Estados Unidos sigue inmerso en la evaluación anual sobre si certifica o no a Colombia en su lucha antidrogas. Esta decisión, que se espera para septiembre, va más allá de un mero trámite diplomático; acarrea profundas implicaciones económicas y políticas para el país sudamericano. La balanza se inclina por el lado de los resultados tangibles, no solo de los planes ambiciosos. El embajador estadounidense en Colombia ha sido claro: Washington busca ver progresos concretos en la erradicación de cultivos ilícitos y la interdicción de estupefacientes, especialmente ante el preocupante aumento de las áreas cultivadas con coca en Colombia.
El gobierno colombiano, consciente de la urgencia, ha desplegado una ofensiva diplomática para argumentar sus méritos y asegurar la codiciada certificación. La memoria de la descertificación en 1996 y 1997, durante la administración de Ernesto Samper, aún resuena, sirviendo como un recordatorio de las graves consecuencias que podría enfrentar el país. Si Colombia no es certificada, las repercusiones podrían ser severas: desde la suspensión de hasta el 50% de la asistencia exterior estadounidense y la oposición a préstamos de organismos internacionales como el FMI, hasta restricciones comerciales que afectarían directamente la inversión extranjera y la percepción global del país.

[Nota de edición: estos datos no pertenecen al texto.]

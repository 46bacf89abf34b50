use crate::error::BattleBoardError;
use crate::shared::{
    auth::protect_verified_email,
    password::hash_password,
    usecase::{execute, UseCase},
};
use actix_web::{web, HttpRequest, HttpResponse};
use battleboard_api_structs::register_user::*;
use battleboard_domain::{
    is_strong_password, is_valid_email, is_valid_phone_number, normalize_email, User,
    MIN_PASSWORD_LEN,
};
use battleboard_infra::BattleBoardContext;

/// Registration is only open to emails verified with a one time password
pub async fn register_user_controller(
    http_req: HttpRequest,
    body: web::Json<RequestBody>,
    ctx: web::Data<BattleBoardContext>,
) -> Result<HttpResponse, BattleBoardError> {
    let verified_email = protect_verified_email(&http_req, &ctx)?;
    let body = body.0;
    if normalize_email(&body.email) != normalize_email(&verified_email) {
        return Err(BattleBoardError::Unauthorized(
            "The email has not been verified".into(),
        ));
    }

    let usecase = RegisterUserUseCase {
        username: body.username,
        email: body.email,
        password: body.password,
        phone_number: body.phone_number,
    };

    execute(usecase, &ctx)
        .await
        .map(|user| HttpResponse::Created().json(APIResponse::new(user)))
        .map_err(BattleBoardError::from)
}

pub struct RegisterUserUseCase {
    pub username: String,
    pub email: String,
    pub password: String,
    pub phone_number: Option<String>,
}

impl std::fmt::Debug for RegisterUserUseCase {
    fn fmt(&self, f: &mut std::fmt::Formatter<'_>) -> std::fmt::Result {
        f.debug_struct("RegisterUserUseCase")
            .field("username", &self.username)
            .field("email", &self.email)
            .field("phone_number", &self.phone_number)
            .finish()
    }
}

#[derive(Debug, PartialEq)]
pub enum UseCaseError {
    InvalidUsername,
    InvalidEmail(String),
    WeakPassword,
    InvalidPhoneNumber(String),
    EmailTaken,
    UsernameTaken,
    StorageError,
}

impl From<UseCaseError> for BattleBoardError {
    fn from(e: UseCaseError) -> Self {
        match e {
            UseCaseError::InvalidUsername => Self::BadClientData("Username can not be empty".into()),
            UseCaseError::InvalidEmail(email) => {
                Self::BadClientData(format!("Invalid email provided: {}", email))
            }
            UseCaseError::WeakPassword => Self::BadClientData(format!(
                "Password must be at least {} characters long and contain a lowercase letter, an uppercase letter, a number and a symbol",
                MIN_PASSWORD_LEN
            )),
            UseCaseError::InvalidPhoneNumber(phone_number) => {
                Self::BadClientData(format!("Invalid phone number provided: {}", phone_number))
            }
            UseCaseError::EmailTaken => {
                Self::Conflict("A user with that email already exists".into())
            }
            UseCaseError::UsernameTaken => {
                Self::Conflict("A user with that username already exists".into())
            }
            UseCaseError::StorageError => Self::InternalError,
        }
    }
}

#[async_trait::async_trait(?Send)]
impl UseCase for RegisterUserUseCase {
    type Response = User;
    type Error = UseCaseError;

    const NAME: &'static str = "RegisterUser";

    async fn execute(&mut self, ctx: &BattleBoardContext) -> Result<Self::Response, Self::Error> {
        if self.username.trim().is_empty() {
            return Err(UseCaseError::InvalidUsername);
        }
        if !is_valid_email(&self.email) {
            return Err(UseCaseError::InvalidEmail(self.email.clone()));
        }
        if !is_strong_password(&self.password) {
            return Err(UseCaseError::WeakPassword);
        }
        let phone_number = self
            .phone_number
            .as_deref()
            .map(str::trim)
            .filter(|p| !p.is_empty());
        if let Some(phone_number) = phone_number {
            if !is_valid_phone_number(phone_number) {
                return Err(UseCaseError::InvalidPhoneNumber(phone_number.to_string()));
            }
        }

        let password_hash = hash_password(self.password.clone())
            .await
            .map_err(|_| UseCaseError::StorageError)?;
        let user = User::new(
            self.username.clone(),
            normalize_email(&self.email),
            password_hash,
            phone_number.map(String::from),
            ctx.sys.get_timestamp_millis(),
        );

        if ctx.repos.users.find_by_email(&user.email).await.is_some() {
            return Err(UseCaseError::EmailTaken);
        }
        if ctx.repos.users.find_by_username(&user.username).await.is_some() {
            return Err(UseCaseError::UsernameTaken);
        }

        ctx.repos
            .users
            .insert(&user)
            .await
            .map(|_| user)
            .map_err(|_| UseCaseError::StorageError)
    }
}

La relación antidrogas entre ambos países es un entramado complejo, bajo el constante escrutinio de la Casa Blanca y el Congreso de EE. UU. Es una dinámica donde el éxito de Colombia es visto como un factor clave para la seguridad de Estados Unidos, y viceversa. La decisión final no solo determinará la continuidad de la ayuda y la cooperación, sino que también sentará un precedente sobre la efectividad de las estrategias antidrogas implementadas y la solidez de una alianza bilateral fundamental en la región.